Has anyone ever actually caught their death from going outside or to bed with wet hair? I’d like to see that coroner’s report – “Cause of Death: The eejit didn’t listen to Mammy”

How does Google Maps work? Really. How does my phone know where I am, tell a satellite somewhere up there, know where I want to go and get an answer, again from outer space?? And still be able to show my daughter videos of other kids opening surprise eggs at the same time???

What a world we live in.

The Nine Rules of Sisterhood

Since the dawn of time there has been the inexplicable bond of sisters.

I am very close to my own sister, so I was chuffed to bits when my second baby was a girl, a little sister for my eldest.

Sadly, my eldest wasn’t as thrilled as I was for, ooooh, about two years?

But now I can see the bond starting to form, and they too are learning what it means to be sisters:

1. The total delight at seeing your sister get into trouble, revelling in smug smiles and licking up to your parents to highlight just how much of a shit your sister has been. There’s nothing quite like it!

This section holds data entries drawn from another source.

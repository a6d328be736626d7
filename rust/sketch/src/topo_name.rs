// This Source Code Form is subject to the terms of the Mozilla Public
// License, v. 2.0. If a copy of the MPL was not distributed with this
// file, You can obtain one at https://mozilla.org/MPL/2.0/.

//! Topology names correlating sketch faces with the downstream 3D builder.
//!
//! Internally a name is the structured pair `{ face_id, name }`. The string
//! form `"{faceId}_{name}"` (or the literal `"background"`) only exists at the
//! serialization boundary, so names containing `_` stay unambiguous.

use std::fmt;
use std::str::FromStr;

use serde::{Deserialize, Deserializer, Serialize, Serializer};

use crate::error::{Error, Result};

/// Encoded form of the background face.
pub const BACKGROUND_TOPO_NAME: &str = "background";

/// Face id used by the background face.
pub const BACKGROUND_FACE_ID: i64 = -1;

/// Name part that decodes to "no name".
const NULL_NAME: &str = "null";

/// Structured topology name.
#[derive(Debug, Clone, PartialEq, Eq, Hash)]
pub struct TopologyName {
    pub face_id: i64,
    pub name: Option<String>,
}

impl TopologyName {
    pub fn new(face_id: i64, name: impl Into<String>) -> Self {
        Self {
            face_id,
            name: Some(name.into()),
        }
    }

    /// The name of the background face.
    pub fn background() -> Self {
        Self {
            face_id: BACKGROUND_FACE_ID,
            name: None,
        }
    }

    pub fn is_background(&self) -> bool {
        self.face_id == BACKGROUND_FACE_ID && self.name.is_none()
    }

    /// Parses `"{faceId}_{name}"` or `"background"`.
    ///
    /// The face id may carry an alphabetic prefix (`"R1_kitchen"` has face
    /// id 1) and may be negative (`"-5_x"`). Everything after the first `_` is the name; `"null"` means no
    /// name. Any other shape is an error.
    pub fn decode(s: &str) -> Result<Self> {
        if s == BACKGROUND_TOPO_NAME {
            return Ok(Self::background());
        }

        let malformed = || Error::MalformedTopoName(s.to_string());
        let (id_part, name_part) = s.split_once('_').ok_or_else(malformed)?;

        let signed = id_part.trim_start_matches(|c: char| c.is_ascii_alphabetic());
        let digits = signed.strip_prefix('-').unwrap_or(signed);
        if digits.is_empty() || !digits.bytes().all(|b| b.is_ascii_digit()) {
            return Err(malformed());
        }
        let face_id: i64 = signed.parse().map_err(|_| malformed())?;

        if name_part.is_empty() {
            return Err(malformed());
        }
        let name = (name_part != NULL_NAME).then(|| name_part.to_string());

        Ok(Self { face_id, name })
    }

    /// Encodes back to the string form.
    pub fn encode(&self) -> String {
        self.to_string()
    }
}

impl fmt::Display for TopologyName {
    fn fmt(&self, f: &mut fmt::Formatter<'_>) -> fmt::Result {
        if self.is_background() {
            return f.write_str(BACKGROUND_TOPO_NAME);
        }
        write!(
            f,
            "{}_{}",
            self.face_id,
            self.name.as_deref().unwrap_or(NULL_NAME)
        )
    }
}

impl FromStr for TopologyName {
    type Err = Error;

    fn from_str(s: &str) -> Result<Self> {
        Self::decode(s)
    }
}

impl Serialize for TopologyName {
    fn serialize<S: Serializer>(&self, serializer: S) -> std::result::Result<S::Ok, S::Error> {
        serializer.collect_str(self)
    }
}

impl<'de> Deserialize<'de> for TopologyName {
    fn deserialize<D: Deserializer<'de>>(deserializer: D) -> std::result::Result<Self, D::Error> {
        let s = String::deserialize(deserializer)?;
        Self::decode(&s).map_err(serde::de::Error::custom)
    }
}
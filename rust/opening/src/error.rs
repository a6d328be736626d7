// This Source Code Form is subject to the terms of the Mozilla Public
// License, v. 2.0. If a copy of the MPL was not distributed with this
// file, You can obtain one at https://mozilla.org/MPL/2.0/.

//! Error types for opening model construction.

use crate::model::FaceId;

/// Result type alias for opening operations.
pub type Result<T> = std::result::Result<T, Error>;

/// Errors that can occur while building an opening model.
#[derive(Debug, thiserror::Error)]
pub enum Error {
    /// A face id was referenced that the opening does not contain.
    #[error("opening face not found: {0}")]
    FaceNotFound(FaceId),

    /// A face id was added twice to the same opening or wall.
    #[error("duplicate face id: {0}")]
    DuplicateFace(FaceId),

    /// A face cannot be its own brother.
    #[error("face {0} cannot be paired with itself")]
    SelfBrother(FaceId),

    /// A face already has a different brother.
    #[error("face {face} is already paired with {brother}")]
    AlreadyPaired { face: FaceId, brother: FaceId },

    /// Error raised by the sketch kernel.
    #[error(transparent)]
    Sketch(#[from] plan_lite_sketch::Error),
}
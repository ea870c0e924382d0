// SPDX-License-Identifier: PMPL-1.0-or-later
// Copyright (c) 2026 Jonathan D.A. Jewell (hyperpolymath) <jonathan.jewell@open.ac.uk>
//
// Terminal prompter: questions and progress on stdout, answers from stdin.

use std::io::{self, BufRead, Write};

use scanwerk_core::error::{Result, ScanwerkError};
use scanwerk_core::prompt::Prompter;

pub struct TerminalPrompter<R, W> {
    input: R,
    output: W,
}

impl TerminalPrompter<io::StdinLock<'static>, io::Stdout> {
    pub fn stdio() -> Self {
        Self::new(io::stdin().lock(), io::stdout())
    }
}

impl<R: BufRead, W: Write> TerminalPrompter<R, W> {
    pub fn new(input: R, output: W) -> Self {
        Self { input, output }
    }
}

impl<R: BufRead, W: Write> Prompter for TerminalPrompter<R, W> {
    fn ask(&mut self, message: &str) -> Result<String> {
        write!(self.output, "{message}")?;
        self.output.flush()?;

        let mut line = String::new();
        if self.input.read_line(&mut line)? == 0 {
            return Err(ScanwerkError::PromptClosed(message.trim().to_owned()));
        }
        let answer = line.strip_suffix('\n').unwrap_or(&line);
        Ok(answer.strip_suffix('\r').unwrap_or(answer).to_owned())
    }

    fn tell(&mut self, message: &str) {
        // A closed stdout is noticed at the next `ask`.
        let _ = writeln!(self.output, "{message}");
    }
}
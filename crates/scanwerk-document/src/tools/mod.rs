// SPDX-License-Identifier: PMPL-1.0-or-later
// Copyright (c) 2026 Jonathan D.A. Jewell (hyperpolymath) <jonathan.jewell@open.ac.uk>
//
// External programs — what they are called, how to find them, how to run them.

pub mod preflight;
pub mod runner;

#[cfg(test)]
pub(crate) mod fake;

use std::fmt;

/// The four programs the pipeline shells out to.
#[derive(Debug, Clone, Copy, PartialEq, Eq, Hash)]
pub enum ExternalTool {
    /// ImageMagick plain image-to-PDF converter.
    Convert,
    /// Tesseract OCR engine.
    Tesseract,
    /// SANE command-line scan driver.
    ScanImage,
    /// Ghostscript PDF compositor.
    Ghostscript,
}

impl ExternalTool {
    /// Every required tool, in the order preflight checks them.
    pub const REQUIRED: [ExternalTool; 4] = [
        ExternalTool::Convert,
        ExternalTool::Tesseract,
        ExternalTool::ScanImage,
        ExternalTool::Ghostscript,
    ];

    /// Executable name looked up on `PATH`.
    pub fn program(self) -> &'static str {
        match self {
            ExternalTool::Convert => "convert",
            ExternalTool::Tesseract => "tesseract",
            ExternalTool::ScanImage => "scanimage",
            ExternalTool::Ghostscript => "gs",
        }
    }

    /// Error line reported when the tool is absent.
    pub fn missing_message(self) -> &'static str {
        match self {
            ExternalTool::Convert => "ImageMagick command convert is not installed",
            ExternalTool::Tesseract => "Tesseract is not installed",
            ExternalTool::ScanImage => "Sane is not installed",
            ExternalTool::Ghostscript => "Ghostscript is not installed",
        }
    }
}

impl fmt::Display for ExternalTool {
    fn fmt(&self, f: &mut fmt::Formatter<'_>) -> fmt::Result {
        f.write_str(self.program())
    }
}
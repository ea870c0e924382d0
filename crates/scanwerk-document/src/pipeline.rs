// SPDX-License-Identifier: PMPL-1.0-or-later
// Copyright (c) 2026 Jonathan D.A. Jewell (hyperpolymath) <jonathan.jewell@open.ac.uk>
//
// The capture-and-assemble pipeline.
//
// Output guard → workspace → capture → convert → assemble → publish. Every
// stage aborts the run on the first failure; the workspace is dropped on the
// way out either way, so nothing but the published PDF survives a run.

use std::path::PathBuf;

use chrono::Utc;
use scanwerk_core::config::ScanConfig;
use scanwerk_core::error::Result;
use scanwerk_core::prompt::Prompter;
use scanwerk_core::types::{RunId, RunReport};
use tracing::{error, info, info_span};

use crate::pdf::compose;
use crate::publish;
use crate::scan::{self, ConversionMode};
use crate::tools::runner::CommandRunner;
use crate::workspace::Workspace;

/// How a run ended when nothing went wrong.
#[derive(Debug, Clone, PartialEq, Eq)]
pub enum Outcome {
    /// The output file was already there; nothing was scanned.
    OutputExists(PathBuf),
    /// The document was written to its final path.
    Published(RunReport),
}

/// One pipeline bound to its program runner and operator prompter.
pub struct Pipeline<'a> {
    runner: &'a dyn CommandRunner,
    prompter: &'a mut dyn Prompter,
    temp_root: Option<PathBuf>,
}

impl<'a> Pipeline<'a> {
    pub fn new(runner: &'a dyn CommandRunner, prompter: &'a mut dyn Prompter) -> Self {
        Self {
            runner,
            prompter,
            temp_root: None,
        }
    }

    /// Create workspaces under `dir` instead of the system temporary
    /// directory.
    pub fn with_temp_root(mut self, dir: impl Into<PathBuf>) -> Self {
        self.temp_root = Some(dir.into());
        self
    }

    /// Scan, convert, assemble, and publish one document.
    pub fn run(&mut self, config: &ScanConfig) -> Result<Outcome> {
        let run_id = RunId::new();
        let started_at = Utc::now();
        let span = info_span!("run", %run_id);
        let _enter = span.enter();

        let final_output = config.final_output();
        if final_output.exists() {
            error!("Output pdf {} already exists", final_output.display());
            return Ok(Outcome::OutputExists(final_output));
        }

        info!(
            pages = config.pages.get(),
            ocr = config.ocr_enabled(),
            output = %final_output.display(),
            "starting scan"
        );

        let workspace = match &self.temp_root {
            Some(dir) => Workspace::create_in(dir)?,
            None => Workspace::create()?,
        };

        let artifacts = scan::capture_pages(self.runner, self.prompter, config, &workspace)?;
        let pdfs = scan::convert_pages(self.runner, ConversionMode::for_config(config), &artifacts)?;
        let assembled = compose::assemble(self.runner, &pdfs, workspace.path())?;
        let published = publish::publish(assembled.path(), &final_output)?;

        info!(output = %published.path.display(), "scan complete");
        Ok(Outcome::Published(RunReport {
            run_id,
            started_at,
            pages: config.pages.get(),
            ocr: config.ocr_enabled(),
            merged: assembled.merged(),
            output: published.path,
            bytes: published.bytes,
            sha256: published.sha256,
        }))
    }
}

2. Then there is the unbreakable bond of misery as you go down together, cursing your parents and your totally unfair, unhappy lives!

3. It is perfectly acceptable to play the blame game to save yourself. It’s a dog-eat-dog world out there after all, and it’s up to you to teach your sister that.

4. At home, you can ignore, deny or slam the door on your sister to your heart’s content. In unknown territory, however, blood is thicker than water and you will cling to each other like Velcro.

5. There exists a unique and bitter hatred between sisters when a game is not being played correctly.

6. There are also the many, many in-jokes that nobody else will ever get, and that will drive your parents crazy with the incessant giggling.

7. It is your birth right to slag off and give out about your sister. But God help any other person that tries to do it! Wagons will be circled…

8. They say ‘neither a borrower or a lender be’. Unless it’s your sister then you can take, take, take to your heart’s content!

9. But remember, no one else has lived the childhood you have, and that is the unbreakable bond of sisterhood.